WiiU counts. It's closer to the PS4/XB1 than it is to the PS3. 1.3ghz 3-core processor compared to 1.6ghz 8 core on the other two, it's graphics card is about half as powerful as the Xbox One's card and one generation older compared to the 5+ generation old cards on the prior gen consoles. It's an anemic entry into the "current gen" but it's not a last gen console.

(In the long term, it may be a more expensive console to make than the PS4 and Xbox One though.)

TheGameguru wrote:

Just watch Microsoft and Sony both clone Nintendo's approach to a degree at next years E3

Predict lots of couch Halo 5 MP on display

Meant to respond to this the other day. But yeah, basically they will copy Nintendo, as they always have. 3D platforming? Check. Analog controls? Check. Motion controls? Check. Tablet-like device to pair with home console? Check. Kart racing game? Check. Smash Bros. Clone? Check.

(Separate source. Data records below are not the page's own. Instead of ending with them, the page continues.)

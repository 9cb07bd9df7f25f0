//! Full-mesh topology generation.
//!
//! Given every member's subnet, port and key, builds one signed deployment per
//! node carrying a single network workload, plus the configuration an external
//! client uses to join the mesh through the public node.

use std::collections::{BTreeSet, HashMap};
use std::net::{IpAddr, SocketAddr};

use ipnet::Ipv4Net;
use tracing::debug;

use crate::allocator::overlay_ip;
use crate::clients::{Identity, NodeDirectory, WgKeyPair};
use crate::error::{ProvisionError, Result};
use crate::grid::{Deployment, Peer};
use crate::validation::{ipv4_subnets_overlap, validate_name, ValidationError};
use crate::workload::NetworkWorkload;

/// One member of the mesh as assigned for this run.
#[derive(Debug, Clone, PartialEq, Eq)]
pub struct NodeAssignment {
    pub node_id: u32,
    pub subnet: Ipv4Net,
    pub port: u16,
    pub key: WgKeyPair,
    /// Last recorded version; `None` if the node was never provisioned.
    pub version: Option<u32>,
    /// `None` if no contract exists for the node yet.
    pub contract_id: Option<u64>,
}

impl NodeAssignment {
    /// Version of the deployment generated for this node.
    pub fn next_version(&self) -> u32 {
        self.version.map_or(0, |v| v + 1)
    }
}

/// Everything needed to generate the mesh of one reconciliation run.
#[derive(Debug, Clone)]
pub struct NetworkConfiguration {
    pub name: String,
    pub description: String,
    pub ip_range: Ipv4Net,
    pub overlay_range: Ipv4Net,
    pub keepalive_secs: u32,
    /// Members in declaration order.
    pub nodes: Vec<NodeAssignment>,
    pub public_node: u32,
    pub external_subnet: Ipv4Net,
    pub external_key: WgKeyPair,
}

/// Result of [`generate_deployments`].
#[derive(Debug, Clone)]
pub struct GeneratedNetwork {
    pub access_config: String,
    /// One signed deployment per node, in member order.
    pub deployments: Vec<(u32, Deployment)>,
}

impl NetworkConfiguration {
    pub fn node(&self, node_id: u32) -> Option<&NodeAssignment> {
        self.nodes.iter().find(|n| n.node_id == node_id)
    }

    /// Structural checks that must hold before anything is generated.
    pub fn validate(&self) -> std::result::Result<(), ValidationError> {
        validate_name(&self.name)?;
        if self.nodes.is_empty() {
            return Err(ValidationError::NoNodes);
        }

        let mut seen = BTreeSet::new();
        for node in &self.nodes {
            if !seen.insert(node.node_id) {
                return Err(ValidationError::DuplicateNode(node.node_id));
            }
        }
        if !seen.contains(&self.public_node) {
            return Err(ValidationError::PublicNodeMissing(self.public_node));
        }

        let subnets: Vec<Ipv4Net> = self
            .nodes
            .iter()
            .map(|n| n.subnet)
            .chain(std::iter::once(self.external_subnet))
            .collect();
        for (i, a) in subnets.iter().enumerate() {
            if !self.ip_range.contains(a) {
                return Err(ValidationError::Ipv4NotInRange(
                    a.to_string(),
                    self.ip_range.to_string(),
                ));
            }
            if let Some(b) = subnets[i + 1..].iter().find(|b| ipv4_subnets_overlap(a, b)) {
                return Err(ValidationError::SubnetOverlap(a.to_string(), b.to_string()));
            }
        }
        Ok(())
    }

    fn routes(&self, subnet: &Ipv4Net) -> Vec<Ipv4Net> {
        vec![*subnet, overlay_ip(subnet, &self.overlay_range)]
    }

    fn peer(&self, node: &NodeAssignment, addr: IpAddr) -> Peer {
        let mut allowed_ips = self.routes(&node.subnet);
        if node.node_id == self.public_node {
            // traffic for the external client goes through the public node
            allowed_ips.extend(self.routes(&self.external_subnet));
        }
        Peer {
            subnet: node.subnet,
            wg_public_key: node.key.public_key.clone(),
            endpoint: Some(SocketAddr::new(addr, node.port).to_string()),
            allowed_ips,
        }
    }

    fn external_peer(&self) -> Peer {
        Peer {
            subnet: self.external_subnet,
            wg_public_key: self.external_key.public_key.clone(),
            endpoint: None,
            allowed_ips: self.routes(&self.external_subnet),
        }
    }

    fn access_config(&self, public: &NodeAssignment, addr: IpAddr) -> String {
        let address = overlay_ip(&self.external_subnet, &self.overlay_range).addr();
        format!(
            "[Interface]\n\
             Address = {address}\n\
             PrivateKey = {private_key}\n\
             [Peer]\n\
             PublicKey = {public_key}\n\
             AllowedIPs = {range}, {overlay}\n\
             PersistentKeepalive = {keepalive}\n\
             Endpoint = {endpoint}\n",
            private_key = self.external_key.private_key,
            public_key = public.key.public_key,
            range = self.ip_range,
            overlay = self.overlay_range,
            keepalive = self.keepalive_secs,
            endpoint = SocketAddr::new(addr, public.port),
        )
    }
}

/// Generate the access configuration and one signed deployment per node.
///
/// Fails as a whole: no deployment is returned if any of them cannot be
/// validated or signed.
pub async fn generate_deployments(
    config: &NetworkConfiguration,
    directory: &dyn NodeDirectory,
    identity: &dyn Identity,
) -> Result<GeneratedNetwork> {
    config.validate()?;

    let mut addresses = HashMap::with_capacity(config.nodes.len());
    for node in &config.nodes {
        let addr = directory
            .resolve(node.node_id)
            .await
            .map_err(|e| {
                ProvisionError::remote("resolve node address", node.node_id, node.contract_id, e)
            })?;
        addresses.insert(node.node_id, addr);
    }

    let mut access_config = String::new();
    let mut deployments = Vec::with_capacity(config.nodes.len());
    for node in &config.nodes {
        let mut peers: Vec<Peer> = config
            .nodes
            .iter()
            .filter(|other| other.node_id != node.node_id)
            .map(|other| config.peer(other, addresses[&other.node_id]))
            .collect();

        if node.node_id == config.public_node {
            peers.push(config.external_peer());
            access_config = config.access_config(node, addresses[&node.node_id]);
        }

        let version = node.next_version();
        let peer_count = peers.len();
        let workload = NetworkWorkload {
            name: &config.name,
            description: &config.description,
            version,
            ip_range: config.ip_range,
            subnet: node.subnet,
            private_key: &node.key.private_key,
            listen_port: node.port,
            peers,
        }
        .build()?;

        let mut deployment = Deployment::new(identity.twin_id(), version, vec![workload]);
        deployment.description = config.description.clone();
        deployment.sign(identity)?;
        debug!(
            "Generated network deployment for node {} (version {}, {} peers)",
            node.node_id, version, peer_count
        );
        deployments.push((node.node_id, deployment));
    }

    Ok(GeneratedNetwork {
        access_config,
        deployments,
    })
}

#[cfg(test)]
mod tests {
    use super::*;
    use crate::clients::memory::{MemoryGrid, MemoryIdentity};
    use crate::grid::WorkloadData;

    fn key(tag: &str) -> WgKeyPair {
        WgKeyPair {
            private_key: format!("{}-sk", tag),
            public_key: format!("{}-pk", tag),
        }
    }

    fn assignment(node_id: u32, third: u8, port: u16) -> NodeAssignment {
        NodeAssignment {
            node_id,
            subnet: format!("10.1.{}.0/24", third).parse().unwrap(),
            port,
            key: key(&format!("node{}", node_id)),
            version: None,
            contract_id: None,
        }
    }

    fn config(nodes: Vec<NodeAssignment>, public_node: u32) -> NetworkConfiguration {
        NetworkConfiguration {
            name: "net1".to_string(),
            description: "mesh".to_string(),
            ip_range: "10.1.0.0/16".parse().unwrap(),
            overlay_range: "100.64.0.0/16".parse().unwrap(),
            keepalive_secs: 25,
            nodes,
            public_node,
            external_subnet: "10.1.2.0/24".parse().unwrap(),
            external_key: key("external"),
        }
    }

    fn peers(deployment: &Deployment) -> &[Peer] {
        match &deployment.workloads[0].data {
            WorkloadData::Network(n) => &n.peers,
            other => panic!("unexpected payload {:?}", other),
        }
    }

    #[tokio::test]
    async fn test_two_nodes_see_each_other() {
        let grid = MemoryGrid::new();
        let identity = MemoryIdentity::new(14);
        let cfg = config(vec![assignment(1, 3, 3000), assignment(2, 4, 4000)], 1);

        let generated = generate_deployments(&cfg, &grid, &identity).await.unwrap();
        assert_eq!(generated.deployments.len(), 2);

        let (_, on_node2) = &generated.deployments[1];
        let node2_peers = peers(on_node2);
        assert_eq!(node2_peers.len(), 1);
        assert_eq!(node2_peers[0].subnet, cfg.nodes[0].subnet);
        assert_eq!(node2_peers[0].endpoint.as_deref(), Some("185.69.0.1:3000"));
        // node 1 is public, so it also routes the external subnet
        assert!(node2_peers[0]
            .allowed_ips
            .contains(&"10.1.2.0/24".parse().unwrap()));
        assert!(node2_peers[0]
            .allowed_ips
            .contains(&"100.64.1.2/32".parse().unwrap()));

        let (_, on_node1) = &generated.deployments[0];
        let node1_peers = peers(on_node1);
        assert_eq!(node1_peers.len(), 2);
        assert_eq!(node1_peers[0].subnet, cfg.nodes[1].subnet);
        assert_eq!(node1_peers[0].endpoint.as_deref(), Some("185.69.0.2:4000"));
        assert_eq!(
            node1_peers[0].allowed_ips,
            vec![
                "10.1.4.0/24".parse().unwrap(),
                "100.64.1.4/32".parse().unwrap()
            ]
        );
        assert_eq!(node1_peers[1].endpoint, None);
        assert_eq!(node1_peers[1].wg_public_key, "external-pk");

        for (_, deployment) in &generated.deployments {
            assert!(deployment.is_signed_by(14));
            assert_eq!(deployment.version, 0);
        }
    }

    #[tokio::test]
    async fn test_topology_is_symmetric_without_self_loops() {
        let grid = MemoryGrid::new();
        let identity = MemoryIdentity::new(14);
        let nodes = vec![
            assignment(1, 3, 3000),
            assignment(5, 4, 3001),
            assignment(9, 5, 3002),
            assignment(11, 6, 3003),
        ];
        let cfg = config(nodes.clone(), 5);
        let generated = generate_deployments(&cfg, &grid, &identity).await.unwrap();

        for (node_id, deployment) in &generated.deployments {
            let own = cfg.node(*node_id).unwrap();
            let mesh: Vec<_> = peers(deployment)
                .iter()
                .filter(|p| p.endpoint.is_some())
                .collect();
            assert_eq!(mesh.len(), nodes.len() - 1);
            assert!(mesh.iter().all(|p| p.subnet != own.subnet));

            for peer in mesh {
                let other = nodes.iter().find(|n| n.subnet == peer.subnet).unwrap();
                assert_eq!(peer.wg_public_key, other.key.public_key);
                let (_, theirs) = generated
                    .deployments
                    .iter()
                    .find(|(id, _)| *id == other.node_id)
                    .unwrap();
                assert!(peers(theirs).iter().any(|p| p.subnet == own.subnet));
            }
        }
    }

    #[tokio::test]
    async fn test_access_config_points_at_public_node() {
        let grid = MemoryGrid::new();
        grid.set_address(2, "185.206.122.31".parse().unwrap());
        let identity = MemoryIdentity::new(14);
        let cfg = config(vec![assignment(1, 3, 3000), assignment(2, 4, 4000)], 2);

        let generated = generate_deployments(&cfg, &grid, &identity).await.unwrap();
        let access = &generated.access_config;
        assert!(access.contains("Address = 100.64.1.2\n"));
        assert!(access.contains("PrivateKey = external-sk\n"));
        assert!(access.contains("PublicKey = node2-pk\n"));
        assert!(access.contains("AllowedIPs = 10.1.0.0/16, 100.64.0.0/16\n"));
        assert!(access.contains("PersistentKeepalive = 25\n"));
        assert!(access.contains("Endpoint = 185.206.122.31:4000\n"));
        assert!(access.starts_with("[Interface]\nAddress = "));
        assert_eq!(access.lines().count(), 8);
        assert!(access.lines().all(|l| !l.starts_with(' ')));

        // the external subnet is routed through the public node only
        let (_, on_node1) = &generated.deployments[0];
        assert!(peers(on_node1)[0]
            .allowed_ips
            .contains(&cfg.external_subnet));
    }

    #[tokio::test]
    async fn test_ipv6_endpoint_is_bracketed() {
        let grid = MemoryGrid::new();
        grid.set_address(2, "2a02:1802:5e::1".parse().unwrap());
        let identity = MemoryIdentity::new(14);
        let cfg = config(vec![assignment(1, 3, 3000), assignment(2, 4, 4000)], 1);

        let generated = generate_deployments(&cfg, &grid, &identity).await.unwrap();
        let (_, on_node1) = &generated.deployments[0];
        assert_eq!(
            peers(on_node1)[0].endpoint.as_deref(),
            Some("[2a02:1802:5e::1]:4000")
        );
    }

    #[tokio::test]
    async fn test_missing_public_node_is_rejected() {
        let grid = MemoryGrid::new();
        let identity = MemoryIdentity::new(14);
        let cfg = config(vec![assignment(1, 3, 3000)], 7);
        assert!(matches!(
            generate_deployments(&cfg, &grid, &identity).await,
            Err(ProvisionError::Validation(ValidationError::PublicNodeMissing(7)))
        ));
    }

    #[tokio::test]
    async fn test_single_node_has_only_external_peer() {
        let grid = MemoryGrid::new();
        let identity = MemoryIdentity::new(14);
        let cfg = config(vec![assignment(1, 3, 3000)], 1);
        let generated = generate_deployments(&cfg, &grid, &identity).await.unwrap();
        let (_, only) = &generated.deployments[0];
        assert_eq!(peers(only).len(), 1);
        assert_eq!(peers(only)[0].endpoint, None);
        assert!(!generated.access_config.is_empty());
    }

    #[test]
    fn test_overlapping_subnets_are_rejected() {
        let cfg = config(vec![assignment(1, 3, 3000), assignment(2, 3, 3001)], 1);
        assert!(matches!(
            cfg.validate(),
            Err(ValidationError::SubnetOverlap(_, _))
        ));

        let cfg = config(vec![assignment(1, 2, 3000)], 1);
        assert!(matches!(
            cfg.validate(),
            Err(ValidationError::SubnetOverlap(_, _))
        ));
    }

    #[test]
    fn test_versions_bump_from_recorded() {
        let mut node = assignment(1, 3, 3000);
        assert_eq!(node.next_version(), 0);
        node.version = Some(4);
        assert_eq!(node.next_version(), 5);
    }

    #[tokio::test]
    async fn test_unresolvable_node_aborts_generation() {
        let grid = MemoryGrid::new();
        grid.fail_next(
            crate::clients::memory::Operation::ResolveAddress,
            crate::clients::ClientError::NotFound("node 1".to_string()),
        );
        let identity = MemoryIdentity::new(14);
        let cfg = config(vec![assignment(1, 3, 3000), assignment(2, 4, 4000)], 1);
        assert!(matches!(
            generate_deployments(&cfg, &grid, &identity).await,
            Err(ProvisionError::Remote { node_id: 1, .. })
        ));
    }
}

Nintendo innovates. Sony and Microsoft iterate. Not saying they don't make good things, and I very much enjoy my PS3. But if they ever did anything completely original that Nintendo (or PC gaming) didn't do first, I'd probably die of shock.

I'm not sure why I didn't see this. This is really good and made me really happy to read. I'm shocked more people haven't talked about how different Nintendo's showing was.

I'm a bit late to reading this as well. Great article!

DSGamer wrote:

I'm shocked more people haven't talked about how different Nintendo's showing was.